2-19-08

Felicia’s new favorite place to sleep is at the top of the set of stairs Fred made for Spot, so Spot could sit by the window and watch the birds. It has since become Miss Momma’s favorite place to sleep. This morning, Felicia took possession of it. Miss Momma’s opinion of the usurpation. Felicia better … Continue reading “2-19-08”


Felicia’s new favorite place to sleep is at the top of the set of stairs Fred made for Spot, so Spot could sit by the window and watch the birds. It has since become Miss Momma’s favorite place to sleep. This morning, Felicia took possession of it.


Miss Momma’s opinion of the usurpation. Felicia better watch out!

 

I ran to L0we’s first thing this morning to buy more screws. It got dark last night before I could finish screwing the boards to the frame of the pig shelter, but we didn’t have quite enough screws to get it done anyway. Fred had planned to stop on the way home to pick up more of them, but I wanted to get my part of the job done before he got home, so I entered the Hall o’ Testosterone and bought the screws my own self. (I did have to call and ask him where the hell the right screws were kept, of course. When I’m in L0we’s I’m usually interested in the rugs, garden stuff, and vacuums, not the boring shit like screws and wood. YAWN.)

After breakfast, I finished my job as the Best! Helper! Ever! by going out and finishing the drilling and screwing. The shelter’s mostly done now – apparently the pigs don’t get windows and fancy shit the way the chickens do, maybe because they’re not going to be around as long as the chickens, I don’t know.
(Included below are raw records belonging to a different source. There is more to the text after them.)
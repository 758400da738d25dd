use std::cell::RefCell;
use std::collections::HashMap;
use std::path::PathBuf;
use std::rc::Rc;
use std::sync::Arc;
use std::sync::mpsc;
use std::thread;
use std::time::Duration;

use chrono::Utc;

use crate::catalog::{
    AUTHORIZATION_KEY, CallSlot, CheckError, CheckJob, Installation, PreferenceStore, PrivilegedExecutor,
    UPDATE_COUNT_KEY, UPDATE_DETAILS_KEY, UpdateSnapshot, check_updates_command,
    run_privileged_action, run_update_check, update_app_command,
};
use crate::settings::AppSettings;
use crate::state::types::{CatalogMessage, CatalogState};
use crate::types::{CommandResult, UpdateItem};

type Listener = Rc<dyn Fn(&CatalogState)>;

/// Owns the published catalog state on the foreground thread.
///
/// Workers never touch the state; they report back through `sender`, and
/// whatever drains the receiver hands each message to [`Self::handle_message`].
pub struct CatalogController {
    state: RefCell<CatalogState>,
    sender: mpsc::Sender<CatalogMessage>,
    executor: Arc<dyn PrivilegedExecutor>,
    config: Arc<dyn PreferenceStore>,
    results: Arc<dyn PreferenceStore>,
    installation: Installation,
    cli_path: PathBuf,
    call_timeout: Duration,
    // Busy until the executor returns, which may be after the worker gave up.
    check_slot: CallSlot,
    app_slots: RefCell<HashMap<String, CallSlot>>,
    listeners: RefCell<Vec<Listener>>,
}

impl CatalogController {
    pub fn new(
        settings: &AppSettings,
        executor: Arc<dyn PrivilegedExecutor>,
        config: Arc<dyn PreferenceStore>,
        results: Arc<dyn PreferenceStore>,
        sender: mpsc::Sender<CatalogMessage>,
    ) -> Self {
        let state = CatalogState {
            catalog_authorization: config.string(AUTHORIZATION_KEY).unwrap_or_default(),
            app_updates: config.integer(UPDATE_COUNT_KEY).unwrap_or(0),
            show_app_updates: settings.show_app_updates,
            ..Default::default()
        };

        Self {
            state: RefCell::new(state),
            sender,
            executor,
            config,
            results,
            installation: settings.installation(),
            cli_path: settings.cli_path.clone(),
            call_timeout: settings.call_timeout(),
            check_slot: CallSlot::new(),
            app_slots: RefCell::new(HashMap::new()),
            listeners: RefCell::new(Vec::new()),
        }
    }

    /// Builds a controller against the configured executor and preference suite.
    pub fn from_settings(settings: &AppSettings, sender: mpsc::Sender<CatalogMessage>) -> Self {
        let preferences: Arc<dyn PreferenceStore> = Arc::new(settings.preferences());
        Self::new(
            settings,
            settings.build_executor(),
            preferences.clone(),
            preferences,
            sender,
        )
    }

    pub fn connect_changed<F: Fn(&CatalogState) + 'static>(&self, callback: F) {
        self.listeners.borrow_mut().push(Rc::new(callback));
    }

    fn notify_changed(&self) {
        let snapshot = self.state.borrow().clone();
        // Listeners may register more listeners while being notified.
        let listeners = self.listeners.borrow().clone();
        for listener in &listeners {
            listener(&snapshot);
        }
    }

    pub fn snapshot(&self) -> CatalogState {
        self.state.borrow().clone()
    }

    pub fn update_details(&self) -> Vec<UpdateItem> {
        self.state.borrow().update_details.clone()
    }

    pub fn app_updates(&self) -> i64 {
        self.state.borrow().app_updates
    }

    pub fn is_checking(&self) -> bool {
        self.state.borrow().updates_loading
    }

    pub fn show_app_updates(&self) -> bool {
        self.state.borrow().show_app_updates
    }

    pub fn set_show_app_updates(&self, visible: bool) {
        {
            let mut state = self.state.borrow_mut();
            if state.show_app_updates == visible {
                return;
            }
            state.show_app_updates = visible;
        }
        self.notify_changed();
    }

    /// Re-reads the authorization token written by the catalog tool.
    pub fn reload_config(&self) {
        let token = self.config.string(AUTHORIZATION_KEY).unwrap_or_default();
        let changed = {
            let mut state = self.state.borrow_mut();
            let changed = state.catalog_authorization != token;
            state.catalog_authorization = token;
            changed
        };
        if changed {
            self.notify_changed();
        }
    }

    pub fn catalog_installed(&self) -> bool {
        let state = self.state.borrow();
        self.installation.is_installed(&state.catalog_authorization)
    }

    fn job(&self, command: String) -> CheckJob {
        CheckJob {
            executor: self.executor.clone(),
            config: self.config.clone(),
            results: self.results.clone(),
            command,
            details_key: UPDATE_DETAILS_KEY.to_string(),
            count_key: UPDATE_COUNT_KEY.to_string(),
            timeout: self.call_timeout,
        }
    }

    /// Starts a background check unless one is already running.
    ///
    /// Returns whether a worker was spawned.
    pub fn check_updates(&self) -> bool {
        self.reload_config();

        if self.state.borrow().updates_loading {
            log::debug!(target: "catalog", "Update check already in progress");
            return false;
        }
        if !self.catalog_installed() {
            log::info!(target: "catalog", "App Catalog is not installed or not authorized");
            return false;
        }

        let command = match check_updates_command(&self.cli_path) {
            Ok(command) => command,
            Err(err) => {
                log::error!(target: "catalog", "Failed to build check command: {}", err);
                return false;
            }
        };

        let Some(guard) = self.check_slot.try_acquire() else {
            log::warn!(target: "catalog", "Previous update check is still running in the helper");
            return false;
        };

        self.state.borrow_mut().updates_loading = true;
        self.notify_changed();

        let job = self.job(command);
        let sender = self.sender.clone();
        thread::spawn(move || {
            let result = run_update_check(&job, Some(guard));
            let _ = sender.send(CatalogMessage::UpdatesChecked { result });
        });

        true
    }

    /// Asks the catalog tool to update one application.
    pub fn update_app(&self, id: &str) -> bool {
        if !self.catalog_installed() {
            log::info!(target: "catalog", "App Catalog is not installed or not authorized");
            return false;
        }

        let command = match update_app_command(&self.cli_path, id) {
            Ok(command) => command,
            Err(err) => {
                log::error!(target: "catalog", "Refusing to update app: {}", err);
                return false;
            }
        };

        if self.state.borrow().is_updating(id) {
            log::debug!(target: "catalog", "{} is already updating", id);
            return false;
        }
        let guard = {
            let mut slots = self.app_slots.borrow_mut();
            slots.entry(id.to_string()).or_default().try_acquire()
        };
        let Some(guard) = guard else {
            log::warn!(
                target: "catalog",
                "Previous update of {} is still running in the helper",
                id
            );
            return false;
        };

        self.state.borrow_mut().apps_updating.insert(id.to_string());
        self.notify_changed();

        log::info!(target: "catalog", "Updating {}...", id);
        let executor = self.executor.clone();
        let timeout = self.call_timeout;
        let sender = self.sender.clone();
        let id = id.to_string();
        thread::spawn(move || {
            let result = run_privileged_action(executor, &command, timeout, Some(guard));
            let _ = sender.send(CatalogMessage::AppUpdateFinished { id, result });
        });

        true
    }

    pub fn handle_message(&self, msg: CatalogMessage) {
        match msg {
            CatalogMessage::UpdatesChecked { result } => self.finish_updates_check(result),
            CatalogMessage::AppUpdateFinished { id, result } => self.finish_app_update(id, result),
        }
    }

    fn finish_updates_check(&self, result: Result<UpdateSnapshot, CheckError>) {
        {
            let mut state = self.state.borrow_mut();
            state.updates_loading = false;
            match result {
                Ok(snapshot) => {
                    state.update_details = snapshot.items;
                    state.app_updates = snapshot.pending;
                    state.last_update_check = Some(Utc::now());
                }
                Err(err) => {
                    log::warn!(
                        target: "catalog",
                        "Keeping {} previously published updates: {}",
                        state.update_details.len(),
                        err
                    );
                }
            }
        }
        self.notify_changed();
    }

    fn finish_app_update(&self, id: String, result: Result<CommandResult, CheckError>) {
        self.state.borrow_mut().apps_updating.remove(&id);
        self.notify_changed();

        match result {
            Ok(_) => {
                log::info!(target: "catalog", "Successfully updated {}", id);
                self.check_updates();
            }
            Err(err) => log::error!(target: "catalog", "Failed to update {}: {}", id, err),
        }
    }
}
I don’t get my pretty head involved in the planning of the structures, just do the grunt work I’m instructed to do.

And I like it like that.

After promising me that we were going to send the pigs off to be butchered so that I could convince myself that we were sending Pig 1 and Pig 2 off to live on another farm and then – COINCIDENTALLY! – receiving neatly wrapped packages of pork a few days later (no connection between the two at all!), Fred is being swayed by someone he works with (we shall call him Franklin), who swears up and down that they can do the butchering themselves, because said person he works with grew up on a farm and did it all the time.

Readers, kindly join me in making the Face of Skepticism.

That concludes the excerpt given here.